Strengthening research impact: the LIFT model for leaders and managers

 

 

There are many resources on bridging research and policy, but not so many on how to lead and manage others in this domain. That was a focus of a recent webinar for research leaders at the University of Nottingham, facilitated by Nottingham’s Institute for Policy and Engagement, and by On Think Tanks, the global platform for supporting policy research. The Powerpoint is here, with links to resources from ODIOverseas Development Institute (London) and other places. The first part of the presentation deals with the general field, and will be familiar to those who have followed my work, but the LIFT model is new.

Leaders and managers have a natural interest in strengthening research impact. It is good for the reputation of their institutions, and for the reputation and profile of individual researchers. Further, in the UK at least, it is a criterion used in allocating public funding: the guidelines for the Research Excellence Framework assessment, scheduled for 2021, state specifically that the exercise will assess ‘the reach and significance of impacts on the economy, society, culture, public policy or services, health, the environment or quality of life that were underpinned by excellent research . . .’, with a weight in the overall assessment of 25 per cent.

Even more important than all this, researchers and research institutions in many disciplines have an intrinsic commitment to making the world a better place. They do not want their research sitting on a shelf.
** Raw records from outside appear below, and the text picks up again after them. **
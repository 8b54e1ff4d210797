//! One-to-all parameter distribution.
//!
//! The coordinator fans a clone of the [`EvaluationRequest`] out to every
//! other worker over a dedicated rendezvous channel, then all participants
//! meet at a barrier. The operation is a blocking collective: nobody
//! proceeds past it until everyone holds a copy.

use std::sync::mpsc::{sync_channel, Receiver, SyncSender};
use std::sync::{Arc, Barrier};

use num_traits::Float;

use crate::error::{PipelineError, Result};
use crate::request::EvaluationRequest;

/// Coordinator half of the parameter broadcast.
pub struct BroadcastSender<F> {
    outbound: Vec<SyncSender<EvaluationRequest<F>>>,
    barrier: Arc<Barrier>,
}

/// Member half of the parameter broadcast, one per non-coordinator worker.
pub struct BroadcastReceiver<F> {
    rank: usize,
    inbound: Receiver<EvaluationRequest<F>>,
    barrier: Arc<Barrier>,
}

/// Wire up the broadcast for `workers` participants.
///
/// Returns the coordinator side plus one receiver per rank in `1..workers`,
/// in rank order.
pub(crate) fn broadcast_channels<F>(
    workers: usize,
) -> (BroadcastSender<F>, Vec<BroadcastReceiver<F>>) {
    let barrier = Arc::new(Barrier::new(workers));
    let mut outbound = Vec::with_capacity(workers.saturating_sub(1));
    let mut receivers = Vec::with_capacity(workers.saturating_sub(1));
    for rank in 1..workers {
        let (tx, rx) = sync_channel(0);
        outbound.push(tx);
        receivers.push(BroadcastReceiver {
            rank,
            inbound: rx,
            barrier: Arc::clone(&barrier),
        });
    }
    (BroadcastSender { outbound, barrier }, receivers)
}

impl<F: Float> BroadcastSender<F> {
    /// Fan `request` out to every member, then wait for the collective.
    pub(crate) fn distribute(&self, request: &EvaluationRequest<F>) -> Result<()> {
        for (offset, tx) in self.outbound.iter().enumerate() {
            tx.send(request.clone())
                .map_err(|_| PipelineError::ChannelClosed {
                    rank: offset + 1,
                    channel: "broadcast",
                })?;
        }
        self.barrier.wait();
        Ok(())
    }
}

impl<F> BroadcastReceiver<F> {
    /// Block until the coordinator's copy arrives and the collective completes.
    pub(crate) fn receive(self) -> Result<EvaluationRequest<F>> {
        let request = self
            .inbound
            .recv()
            .map_err(|_| PipelineError::ChannelClosed {
                rank: self.rank,
                channel: "broadcast",
            })?;
        self.barrier.wait();
        Ok(request)
    }
}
There can, however, be a gap between aspiration and practice. Researchers may lack skills or institutional support. And they may not feel recognised or rewarded for making a commitment to policy engagement. This is where the LIFT model can help senior staff set a course and provide practical support.

LIFT. Leadership. Incentives. Facilities. Training.

Leadership

On Leadership, it goes without saying that good work on policy should be recognised and celebrated. But more than that, impact needs to be embedded in overall strategy and planning. Not all institutions have Mission Statements, but those that do need to make sure that policy impact is enumerated alongside other objectives like high quality research and teaching. For think-tanks, this is especially important. At ODI, in my time, we defined our mission as follows:

‘ . . . to inspire and inform policy and practice which lead to the reduction of poverty, the alleviation of suffering and the achievement of sustainable livelihoods in developing countries. We do this by locking together high-quality applied research, practical policy advice and policy-focused dissemination and debate. . .’.

A Mission Statement provides an overall vision, with the benefit that staff, including new recruits, can be in no doubt as to the purpose of the organisation. It then needs to be translated into strategy and annual Business Plans, including for units and programmes. Business Plans need to specify public affairs outputs, even outcomes, with resource allocations to match. Formats differ, but Business Plans will often specify what policy questions are being tackled, what research questions follow, and what policy engagement options will be pursued. Sometimes, this will be straightforward, because funding has been secured in advance, thus reducing uncertainty. In other cases, the Business Plan will set a direction of travel and will require adjustment as resources are secured: doing so does not, however, remove the imperative of fixing on the final destination.

The public affairs team will also have an entry in the Business Plan, of course. In an ideal world, there will be more bids for their support than can be accommodated, which will encourage some friendly competition and institutional prioritisation. Which, for example, will be the flagship reports for the year? A commitment to advance planning of this kind also reminds researchers that they need to build in a public affairs plan at the beginning of major projects.

Incentives

On Incentives, researchers are unlikely to throw themselves enthusiastically into policy if all the institutional incentives are for them to concentrate on publishing academic articles or on teaching. This means that policy engagement needs to be specified in individual work programmes and that it needs to form part of appraisal and evaluation. Some institutions have adopted complex quantitative measures to assess performance across different domains, others use a more qualitative balanced score card, which personally I have always found more appropriate: rather than trying to calculate just how many newspaper op-eds are equivalent to a single journal article (which newspaper? Which journal?), better to have a group of evaluators make an informed judgement about overall performance. The rewards can be monetary (promotion, additional increments, bonus payments) or non-monetary.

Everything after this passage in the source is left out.